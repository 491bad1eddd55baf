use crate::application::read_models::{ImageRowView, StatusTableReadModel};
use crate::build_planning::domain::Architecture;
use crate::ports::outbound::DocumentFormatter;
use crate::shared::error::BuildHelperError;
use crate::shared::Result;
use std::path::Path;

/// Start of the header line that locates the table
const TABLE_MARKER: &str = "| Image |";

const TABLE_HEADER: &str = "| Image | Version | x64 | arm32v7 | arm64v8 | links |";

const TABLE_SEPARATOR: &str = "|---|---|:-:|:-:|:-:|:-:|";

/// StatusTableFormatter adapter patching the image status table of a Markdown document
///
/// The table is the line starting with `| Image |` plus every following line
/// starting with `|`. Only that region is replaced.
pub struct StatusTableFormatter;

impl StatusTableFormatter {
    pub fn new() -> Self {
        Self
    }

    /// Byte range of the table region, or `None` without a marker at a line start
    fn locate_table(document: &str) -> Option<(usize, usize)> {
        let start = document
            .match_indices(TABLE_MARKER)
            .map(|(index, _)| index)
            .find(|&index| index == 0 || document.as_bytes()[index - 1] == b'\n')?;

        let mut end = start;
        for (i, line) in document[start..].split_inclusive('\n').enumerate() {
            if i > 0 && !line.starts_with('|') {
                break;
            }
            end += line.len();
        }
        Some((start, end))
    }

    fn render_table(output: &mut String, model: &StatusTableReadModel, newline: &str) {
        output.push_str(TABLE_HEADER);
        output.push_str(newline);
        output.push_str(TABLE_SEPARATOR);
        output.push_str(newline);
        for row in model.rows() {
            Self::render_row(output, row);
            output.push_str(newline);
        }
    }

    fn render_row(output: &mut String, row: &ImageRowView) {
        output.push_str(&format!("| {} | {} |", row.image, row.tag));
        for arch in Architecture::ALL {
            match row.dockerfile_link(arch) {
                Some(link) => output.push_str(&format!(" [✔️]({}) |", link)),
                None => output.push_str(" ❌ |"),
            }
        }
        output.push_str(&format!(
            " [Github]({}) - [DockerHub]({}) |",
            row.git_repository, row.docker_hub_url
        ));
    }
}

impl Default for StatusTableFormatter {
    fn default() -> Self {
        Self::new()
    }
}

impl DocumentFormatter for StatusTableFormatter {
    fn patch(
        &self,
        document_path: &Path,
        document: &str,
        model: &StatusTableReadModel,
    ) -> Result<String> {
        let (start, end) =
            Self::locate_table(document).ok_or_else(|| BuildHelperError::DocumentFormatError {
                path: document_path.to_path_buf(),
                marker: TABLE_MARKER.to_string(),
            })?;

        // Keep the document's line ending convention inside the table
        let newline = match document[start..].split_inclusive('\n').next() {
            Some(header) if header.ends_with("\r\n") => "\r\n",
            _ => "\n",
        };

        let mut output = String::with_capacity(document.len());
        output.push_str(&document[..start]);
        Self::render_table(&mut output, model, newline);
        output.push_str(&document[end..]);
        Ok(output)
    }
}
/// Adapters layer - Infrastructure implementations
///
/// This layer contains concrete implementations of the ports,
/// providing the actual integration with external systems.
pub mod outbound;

...

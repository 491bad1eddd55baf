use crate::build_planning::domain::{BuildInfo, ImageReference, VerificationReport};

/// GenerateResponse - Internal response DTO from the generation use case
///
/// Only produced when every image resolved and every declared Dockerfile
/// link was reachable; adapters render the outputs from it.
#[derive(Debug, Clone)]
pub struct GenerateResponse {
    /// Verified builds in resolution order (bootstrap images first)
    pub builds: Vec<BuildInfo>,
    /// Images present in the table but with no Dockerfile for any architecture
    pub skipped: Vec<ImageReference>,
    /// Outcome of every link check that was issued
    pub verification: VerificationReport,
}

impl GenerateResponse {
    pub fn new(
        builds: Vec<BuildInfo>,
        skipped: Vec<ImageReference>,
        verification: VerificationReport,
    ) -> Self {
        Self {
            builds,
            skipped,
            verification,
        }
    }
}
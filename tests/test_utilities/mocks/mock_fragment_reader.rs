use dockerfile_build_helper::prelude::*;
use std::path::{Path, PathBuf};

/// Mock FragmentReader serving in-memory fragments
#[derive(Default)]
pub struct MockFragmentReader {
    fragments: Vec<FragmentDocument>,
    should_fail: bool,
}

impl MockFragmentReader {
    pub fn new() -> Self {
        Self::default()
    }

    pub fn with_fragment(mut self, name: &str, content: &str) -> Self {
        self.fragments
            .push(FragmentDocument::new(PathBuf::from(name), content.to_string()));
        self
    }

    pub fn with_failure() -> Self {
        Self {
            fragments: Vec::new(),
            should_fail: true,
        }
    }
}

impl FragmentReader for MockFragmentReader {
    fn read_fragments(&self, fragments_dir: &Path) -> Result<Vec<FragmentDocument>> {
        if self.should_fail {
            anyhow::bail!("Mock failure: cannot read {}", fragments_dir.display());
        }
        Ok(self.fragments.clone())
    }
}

> Work to complete
Please give back exactly the lines of the listing above that run from the one containing "use crate::ports::outbound::DocumentFormatter;" through the one containing "const TABLE_HEADER: &str", and only those.

> Exercise answer
use crate::ports::outbound::DocumentFormatter;
use crate::shared::error::BuildHelperError;
use crate::shared::Result;
use std::path::Path;

/// Start of the header line that locates the table
const TABLE_MARKER: &str = "| Image |";

const TABLE_HEADER: &str = "| Image | Version | x64 | arm32v7 | arm64v8 | links |";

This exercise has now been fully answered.